COMPANY
REPERTORY

Three Neopolitian Songs

Lux Perpetua

Sharp Woman

Americans in Havana

Americans in Havana

Premiere: 2025, Brooklyn, New York

Americans in Havana is inspired by a trip Caitlin took to Cuba with her husband Andy, who was returning 30 years after immigrating to the United States as a teenager. The work is a love letter to Andy and his family– celebrating the beauty, passion, and resilience expressed in traditional Cuban songs. It follows the arc of the trip from classic cars to the world's most beautiful beach to the stunning architecture of Old Havana, eventually taking a turn that most Americans could never have foreseen.

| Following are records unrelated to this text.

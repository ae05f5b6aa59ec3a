//! Static import-graph scan producing a fan-in count per file.
//!
//! Fan-in (how many other files import a given file) is used as an
//! architectural-impact proxy by the critical-file selector. Only relative
//! import targets are resolved; bare and aliased module specifiers are
//! skipped. This is a known precision limit, not an error — the
//! architecturally significant imports in the target codebases are relative.

use regex::Regex;
use std::collections::{HashMap, HashSet};
use std::path::{Component, Path, PathBuf};
use std::sync::OnceLock;

/// Extensions treated as source files, in resolution priority order.
const SOURCE_EXTENSIONS: &[&str] = &["ts", "tsx", "js", "jsx", "mts", "cts", "mjs", "cjs"];

/// Directories never scanned: dependencies, build output, VCS internals,
/// and test trees.
const IGNORED_DIRS: &[&str] = &[
    "node_modules",
    "target",
    "dist",
    "build",
    "out",
    "coverage",
    "vendor",
    "__tests__",
    "__mocks__",
    ".git",
];

fn import_re() -> &'static Regex {
    static RE: OnceLock<Regex> = OnceLock::new();
    // `import ... from '...'` and `export ... from '...'`
    RE.get_or_init(|| Regex::new(r#"from\s+['"]([^'"]+)['"]"#).expect("valid import regex"))
}

fn require_re() -> &'static Regex {
    static RE: OnceLock<Regex> = OnceLock::new();
    RE.get_or_init(|| Regex::new(r#"require\(\s*['"]([^'"]+)['"]\s*\)"#).expect("valid require regex"))
}

// ---------------------------------------------------------------------------
// Public API
// ---------------------------------------------------------------------------

/// Build a fan-in histogram for all source files under `root`.
///
/// Keys are root-relative paths with `/` separators. Never fails: a missing
/// or empty root yields an empty map.
pub fn analyze_fan_in(root: &Path) -> HashMap<String, usize> {
    let mut fan_in = HashMap::new();
    let mut sources = Vec::new();
    collect_sources(root, &mut sources);

    for source in &sources {
        let Ok(content) = std::fs::read_to_string(source) else {
            tracing::debug!(path = %source.display(), "unreadable source file skipped");
            continue;
        };
        // Each importer contributes at most one count per target.
        let mut targets = HashSet::new();
        for spec in import_specifiers(&content) {
            if let Some(resolved) = resolve_relative(source, &spec) {
                if let Some(rel) = relative_key(root, &resolved) {
                    targets.insert(rel);
                }
            }
        }
        for target in targets {
            *fan_in.entry(target).or_insert(0) += 1;
        }
    }
    fan_in
}

// ---------------------------------------------------------------------------
// Source enumeration
// ---------------------------------------------------------------------------

fn collect_sources(dir: &Path, out: &mut Vec<PathBuf>) {
    let Ok(entries) = std::fs::read_dir(dir) else {
        return;
    };
    for entry in entries.flatten() {
        let path = entry.path();
        let name = entry.file_name();
        let name = name.to_string_lossy();
        if path.is_dir() {
            if !IGNORED_DIRS.contains(&name.as_ref()) && !name.starts_with('.') {
                collect_sources(&path, out);
            }
        } else if is_source_file(&name) && !is_test_file(&name) {
            out.push(path);
        }
    }
}

fn is_source_file(name: &str) -> bool {
    Path::new(name)
        .extension()
        .and_then(|e| e.to_str())
        .is_some_and(|ext| SOURCE_EXTENSIONS.contains(&ext))
}

fn is_test_file(name: &str) -> bool {
    name.contains(".test.") || name.contains(".spec.")
}

// ---------------------------------------------------------------------------
// Extraction and resolution
// ---------------------------------------------------------------------------

fn import_specifiers(content: &str) -> Vec<String> {
    let mut specs = Vec::new();
    for caps in import_re().captures_iter(content) {
        specs.push(caps[1].to_string());
    }
    for caps in require_re().captures_iter(content) {
        specs.push(caps[1].to_string());
    }
    specs
}

/// Resolve a relative import specifier against the importing file's
/// directory: the path as-is, then with each source extension appended,
/// then as a directory index file. First existing candidate wins.
/// Non-relative specifiers return None.
fn resolve_relative(importer: &Path, spec: &str) -> Option<PathBuf> {
    if !spec.starts_with("./") && !spec.starts_with("../") {
        return None;
    }
    let dir = importer.parent()?;
    let base = normalize(&dir.join(spec));

    if base.is_file() {
        return Some(base);
    }
    for ext in SOURCE_EXTENSIONS {
        let candidate = PathBuf::from(format!("{}.{ext}", base.display()));
        if candidate.is_file() {
            return Some(candidate);
        }
    }
    for ext in SOURCE_EXTENSIONS {
        let candidate = base.join(format!("index.{ext}"));
        if candidate.is_file() {
            return Some(candidate);
        }
    }
    None
}

/// Lexically normalize `.` and `..` components without touching the
/// filesystem, so candidate paths compare cleanly against root.
fn normalize(path: &Path) -> PathBuf {
    let mut normalized = PathBuf::new();
    for component in path.components() {
        match component {
            Component::CurDir => {}
            Component::ParentDir => {
                if !normalized.pop() {
                    normalized.push("..");
                }
            }
            other => normalized.push(other),
        }
    }
    normalized
}

fn relative_key(root: &Path, path: &Path) -> Option<String> {
    let rel = path.strip_prefix(normalize(root)).ok()?;
    Some(rel.to_string_lossy().replace('\\', "/"))
}

// ---------------------------------------------------------------------------
// Tests
// ---------------------------------------------------------------------------

#[cfg(test)]
mod tests {
    use super::*;
    use tempfile::TempDir;

    fn write(root: &Path, rel: &str, content: &str) {
        let path = root.join(rel);
        std::fs::create_dir_all(path.parent().unwrap()).unwrap();
        std::fs::write(path, content).unwrap();
    }

    #[test]
    fn missing_root_yields_empty_map() {
        let map = analyze_fan_in(Path::new("/nonexistent/project"));
        assert!(map.is_empty());
    }

    #[test]
    fn counts_relative_imports() {
        let dir = TempDir::new().unwrap();
        write(dir.path(), "src/util.ts", "export const x = 1;\n");
        write(dir.path(), "src/a.ts", "import { x } from './util';\n");
        write(dir.path(), "src/b.ts", "import { x } from './util';\n");

        let map = analyze_fan_in(dir.path());
        assert_eq!(map.get("src/util.ts"), Some(&2));
    }

    #[test]
    fn require_and_parent_relative() {
        let dir = TempDir::new().unwrap();
        write(dir.path(), "src/lib/core.ts", "export {};\n");
        write(
            dir.path(),
            "src/app/main.ts",
            "const core = require('../lib/core');\n",
        );

        let map = analyze_fan_in(dir.path());
        assert_eq!(map.get("src/lib/core.ts"), Some(&1));
    }

    #[test]
    fn directory_index_resolution() {
        let dir = TempDir::new().unwrap();
        write(dir.path(), "src/lib/index.ts", "export {};\n");
        write(dir.path(), "src/main.ts", "import lib from './lib';\n");

        let map = analyze_fan_in(dir.path());
        assert_eq!(map.get("src/lib/index.ts"), Some(&1));
    }

    #[test]
    fn bare_imports_are_skipped() {
        let dir = TempDir::new().unwrap();
        write(dir.path(), "src/main.ts", "import fs from 'fs';\nimport x from 'lodash';\n");

        let map = analyze_fan_in(dir.path());
        assert!(map.is_empty());
    }

    #[test]
    fn one_count_per_importing_file() {
        let dir = TempDir::new().unwrap();
        write(dir.path(), "src/util.ts", "export {};\n");
        write(
            dir.path(),
            "src/a.ts",
            "import { x } from './util';\nimport { y } from './util';\n",
        );

        let map = analyze_fan_in(dir.path());
        assert_eq!(map.get("src/util.ts"), Some(&1));
    }

    #[test]
    fn ignored_dirs_and_test_files_excluded() {
        let dir = TempDir::new().unwrap();
        write(dir.path(), "src/util.ts", "export {};\n");
        write(
            dir.path(),
            "node_modules/dep/main.ts",
            "import x from '../../src/util';\n",
        );
        write(
            dir.path(),
            "src/util.test.ts",
            "import { x } from './util';\n",
        );

        let map = analyze_fan_in(dir.path());
        assert!(map.is_empty(), "only ignored importers exist: {map:?}");
    }

    #[test]
    fn unresolved_relative_import_is_dropped() {
        let dir = TempDir::new().unwrap();
        write(dir.path(), "src/a.ts", "import { x } from './missing';\n");

        let map = analyze_fan_in(dir.path());
        assert!(map.is_empty());
    }
}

Photography and videography by Olivia Ramsey

Sharp Woman

Premiere: 2025, Queens, New York

Sharp Woman is an exploration of how women negotiate gender-based expectations and limitations and how their tactics have evolved over the past few generations. An all-female trio navigates angular positions with precision and attack, at times playing with provocatively feminine imagery, all searching for a sustainable sense of empowerment through self-acceptance. They seem to make some headway, but old questions and conflicts linger in the background.

Photography and videography by Olivia Ramsey

Three Neapolitan Songs

Premiere: 2019, Manhattan, New York

A simple love duet set to music by Roberto Murolo, Neapolitan Songs explores the romance, confines, challenges, and comfort of a lasting partnership. The dancers liltingly glide, swoop, and spiral in unison, exploring the ways their bodies might fit together. Tension grows as they begin to exert influence and fall into asymmetrical roles. The power struggle comes to a breaking point and the couple is faced with a decision about how to move forward.

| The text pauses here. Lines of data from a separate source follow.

use std::path::{Path, PathBuf};

use anyhow::{Context, Result};

use support_floor::SeriesSummary;
use support_floor::config::{DEMO_SERIES_SEED, demo_series_path};
use support_floor::data::{DemoSeriesConfig, generate_demo_series, save_series};

fn main() -> Result<()> {
    env_logger::Builder::from_default_env()
        .filter_level(log::LevelFilter::Info)
        .init();

    // Optional first argument overrides the output path
    let output_path = std::env::args_os()
        .nth(1)
        .map(PathBuf::from)
        .unwrap_or_else(demo_series_path);

    build_demo_series(&output_path)
}

fn build_demo_series(output_path: &Path) -> Result<()> {
    let series = generate_demo_series(&DemoSeriesConfig::full_history(DEMO_SERIES_SEED));

    save_series(output_path, &series)
        .with_context(|| format!("Failed to write demo series {:?}", output_path))?;

    if let Some(summary) = SeriesSummary::from_series(&series) {
        println!("{}", summary);
    }
    println!(
        "✅ Demo series written to {:?} with {} weekly points.",
        output_path,
        series.len()
    );
    Ok(())
}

This piece premiered in 2019 by Caitlin Sikora and Joseph Giordano with photography by Redford Mancio. This piece was restaged in 2023 performed by Jared McAboy and Xenia Mansour with photography by John Suhar.

Lux Perpetua

Premiere: 2023, Manhattan, New York

Lux Perpetua is an exploration of organized religion from Caitlin’s perspective as a former practicing Catholic. Returning to Catholic mass for the respective funerals of each of her grandparents, she was struck by both the comfort one could find in such strong multi-generational tradition and her own numbness to the words and actions in the service. The dance grapples with the reality that the church is, for many, a symbol of judgement, restriction, and exclusion, and for others like her grandparents, a source of comfort in the face of grief and meaning in the absence of answers. Relating to both perspectives, Caitlin draws inspiration from the Catholic church’s grand and elaborate architectures, centuries-old musical traditions, memorized verses and ritualistic choreographies: sitting, standing, kneeling, bowing heads, standing again. With music from Verdi's Messa da Requiem and an original musical collaboration with Jon Tippens, the piece reimagines the Catholic requiem mass as a eulogy for a once reassuring religious practice and identity, a place to grieve the losses experienced when one walks away from their former faith.